Saved data entries:
********************

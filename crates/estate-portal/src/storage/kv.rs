use std::collections::BTreeMap;
use std::sync::{Arc, Mutex};

/// Durable string-to-string storage, the shape of browser local storage.
pub trait KeyValueStore: Send + Sync {
    fn get(&self, key: &str) -> Result<Option<String>, StoreError>;
    fn set(&self, key: &str, value: &str) -> Result<(), StoreError>;
    fn delete(&self, key: &str) -> Result<(), StoreError>;
    fn list(&self) -> Result<Vec<String>, StoreError>;
}

impl<S: KeyValueStore + ?Sized> KeyValueStore for Arc<S> {
    fn get(&self, key: &str) -> Result<Option<String>, StoreError> {
        (**self).get(key)
    }

    fn set(&self, key: &str, value: &str) -> Result<(), StoreError> {
        (**self).set(key, value)
    }

    fn delete(&self, key: &str) -> Result<(), StoreError> {
        (**self).delete(key)
    }

    fn list(&self) -> Result<Vec<String>, StoreError> {
        (**self).list()
    }
}

#[derive(Debug, thiserror::Error)]
pub enum StoreError {
    #[error("invalid storage key '{0}'")]
    InvalidKey(String),
    #[error("storage io failure: {0}")]
    Io(#[from] std::io::Error),
    #[error("storage unavailable: {0}")]
    Unavailable(String),
}

/// In-memory store for tests and ephemeral sessions.
#[derive(Debug, Default, Clone)]
pub struct MemoryKv {
    entries: Arc<Mutex<BTreeMap<String, String>>>,
}

impl MemoryKv {
    pub fn new() -> Self {
        Self::default()
    }
}

impl KeyValueStore for MemoryKv {
    fn get(&self, key: &str) -> Result<Option<String>, StoreError> {
        let guard = self.entries.lock().expect("kv mutex poisoned");
        Ok(guard.get(key).cloned())
    }

    fn set(&self, key: &str, value: &str) -> Result<(), StoreError> {
        let mut guard = self.entries.lock().expect("kv mutex poisoned");
        guard.insert(key.to_string(), value.to_string());
        Ok(())
    }

    fn delete(&self, key: &str) -> Result<(), StoreError> {
        let mut guard = self.entries.lock().expect("kv mutex poisoned");
        guard.remove(key);
        Ok(())
    }

    fn list(&self) -> Result<Vec<String>, StoreError> {
        let guard = self.entries.lock().expect("kv mutex poisoned");
        Ok(guard.keys().cloned().collect())
    }
}
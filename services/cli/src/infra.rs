use std::sync::Arc;

use estate_portal::http::ReqwestTransport;
use estate_portal::socket::NotificationFeed;
use estate_portal::storage::{FileKv, NotificationReadStore, PreferenceStore};
use estate_portal::{Notifier, PortalClient, PortalConfig, PortalError, QueryCache, Toast, ToastLevel};

/// Prints toasts to stderr so stdout only carries command output.
#[derive(Debug, Default, Clone, Copy)]
pub(crate) struct ConsoleNotifier;

impl Notifier for ConsoleNotifier {
    fn notify(&self, toast: Toast) {
        match toast.level {
            ToastLevel::Success => eprintln!("ok: {}", toast.message),
            ToastLevel::Error => eprintln!("error: {}", toast.message),
        }
    }
}

pub(crate) type Client = PortalClient<ReqwestTransport, ConsoleNotifier>;

/// Everything a command needs, built once from configuration.
pub(crate) struct AppContext {
    pub(crate) config: PortalConfig,
    pub(crate) cache: Arc<QueryCache>,
    pub(crate) client: Client,
    state: FileKv,
}

impl AppContext {
    pub(crate) fn from_config(config: PortalConfig, token: Option<String>) -> Result<Self, PortalError> {
        let transport = ReqwestTransport::from_config(&config.api)?;
        let cache = Arc::new(QueryCache::with_capacity(
            config.api.cache_ttl,
            config.api.cache_max_entries,
        ));
        let client = PortalClient::new(transport, cache.clone(), ConsoleNotifier);
        if let Some(token) = token {
            client.set_token(token);
        }
        let state = FileKv::new(config.storage.state_dir.clone());

        tracing::debug!(
            api = %config.api.base_url,
            state_dir = %config.storage.state_dir.display(),
            "context ready"
        );

        Ok(Self {
            config,
            cache,
            client,
            state,
        })
    }

    pub(crate) fn read_states(&self) -> NotificationReadStore<FileKv> {
        NotificationReadStore::new(self.state.clone())
    }

    pub(crate) fn preferences(&self) -> PreferenceStore<FileKv> {
        PreferenceStore::new(self.state.clone())
    }

    pub(crate) fn feed(&self) -> NotificationFeed {
        NotificationFeed::new(self.cache.clone())
    }
}

pub(crate) fn parse_month(raw: &str) -> Result<u32, String> {
    match raw.trim().parse::<u32>() {
        Ok(month) if (1..=12).contains(&month) => Ok(month),
        _ => Err(format!("'{raw}' is not a month between 1 and 12")),
    }
}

********************

EXERCISE DIRECTIONS: What you need to do is retype all the entries exactly as written.

ANSWER BOX:
filename crates/estate-portal/src/storage/kv.rs
use std::collections::BTreeMap;
use std::sync::{Arc, Mutex};

/// Durable string-to-string storage, the shape of browser local storage.
pub trait KeyValueStore: Send + Sync {
    fn get(&self, key: &str) -> Result<Option<String>, StoreError>;
    fn set(&self, key: &str, value: &str) -> Result<(), StoreError>;
    fn delete(&self, key: &str) -> Result<(), StoreError>;
    fn list(&self) -> Result<Vec<String>, StoreError>;
}

impl<S: KeyValueStore + ?Sized> KeyValueStore for Arc<S> {
    fn get(&self, key: &str) -> Result<Option<String>, StoreError> {
        (**self).get(key)
    }

    fn set(&self, key: &str, value: &str) -> Result<(), StoreError> {
        (**self).set(key, value)
    }

    fn delete(&self, key: &str) -> Result<(), StoreError> {
        (**self).delete(key)
    }

    fn list(&self) -> Result<Vec<String>, StoreError> {
        (**self).list()
    }
}

#[derive(Debug, thiserror::Error)]
pub enum StoreError {
    #[error("invalid storage key '{0}'")]
    InvalidKey(String),
    #[error("storage io failure: {0}")]
    Io(#[from] std::io::Error),
    #[error("storage unavailable: {0}")]
    Unavailable(String),
}

/// In-memory store for tests and ephemeral sessions.
#[derive(Debug, Default, Clone)]
pub struct MemoryKv {
    entries: Arc<Mutex<BTreeMap<String, String>>>,
}

impl MemoryKv {
    pub fn new() -> Self {
        Self::default()
    }
}

impl KeyValueStore for MemoryKv {
    fn get(&self, key: &str) -> Result<Option<String>, StoreError> {
        let guard = self.entries.lock().expect("kv mutex poisoned");
        Ok(guard.get(key).cloned())
    }

    fn set(&self, key: &str, value: &str) -> Result<(), StoreError> {
        let mut guard = self.entries.lock().expect("kv mutex poisoned");
        guard.insert(key.to_string(), value.to_string());
        Ok(())
    }

    fn delete(&self, key: &str) -> Result<(), StoreError> {
        let mut guard = self.entries.lock().expect("kv mutex poisoned");
        guard.remove(key);
        Ok(())
    }

    fn list(&self) -> Result<Vec<String>, StoreError> {
        let guard = self.entries.lock().expect("kv mutex poisoned");
        Ok(guard.keys().cloned().collect())
    }
}
filename services/cli/src/infra.rs
use std::sync::Arc;

use estate_portal::http::ReqwestTransport;
use estate_portal::socket::NotificationFeed;
use estate_portal::storage::{FileKv, NotificationReadStore, PreferenceStore};
use estate_portal::{Notifier, PortalClient, PortalConfig, PortalError, QueryCache, Toast, ToastLevel};

/// Prints toasts to stderr so stdout only carries command output.
#[derive(Debug, Default, Clone, Copy)]
pub(crate) struct ConsoleNotifier;

impl Notifier for ConsoleNotifier {
    fn notify(&self, toast: Toast) {
        match toast.level {
            ToastLevel::Success => eprintln!("ok: {}", toast.message),
            ToastLevel::Error => eprintln!("error: {}", toast.message),
        }
    }
}

pub(crate) type Client = PortalClient<ReqwestTransport, ConsoleNotifier>;

/// Everything a command needs, built once from configuration.
pub(crate) struct AppContext {
    pub(crate) config: PortalConfig,
    pub(crate) cache: Arc<QueryCache>,
    pub(crate) client: Client,
    state: FileKv,
}

impl AppContext {
    pub(crate) fn from_config(config: PortalConfig, token: Option<String>) -> Result<Self, PortalError> {
        let transport = ReqwestTransport::from_config(&config.api)?;
        let cache = Arc::new(QueryCache::with_capacity(
            config.api.cache_ttl,
            config.api.cache_max_entries,
        ));
        let client = PortalClient::new(transport, cache.clone(), ConsoleNotifier);
        if let Some(token) = token {
            client.set_token(token);
        }
        let state = FileKv::new(config.storage.state_dir.clone());

        tracing::debug!(
            api = %config.api.base_url,
            state_dir = %config.storage.state_dir.display(),
            "context ready"
        );

        Ok(Self {
            config,
            cache,
            client,
            state,
        })
    }

    pub(crate) fn read_states(&self) -> NotificationReadStore<FileKv> {
        NotificationReadStore::new(self.state.clone())
    }

    pub(crate) fn preferences(&self) -> PreferenceStore<FileKv> {
        PreferenceStore::new(self.state.clone())
    }

    pub(crate) fn feed(&self) -> NotificationFeed {
        NotificationFeed::new(self.cache.clone())
    }
}

pub(crate) fn parse_month(raw: &str) -> Result<u32, String> {
    match raw.trim().parse::<u32>() {
        Ok(month) if (1..=12).contains(&month) => Ok(month),
        _ => Err(format!("'{raw}' is not a month between 1 and 12")),
    }
}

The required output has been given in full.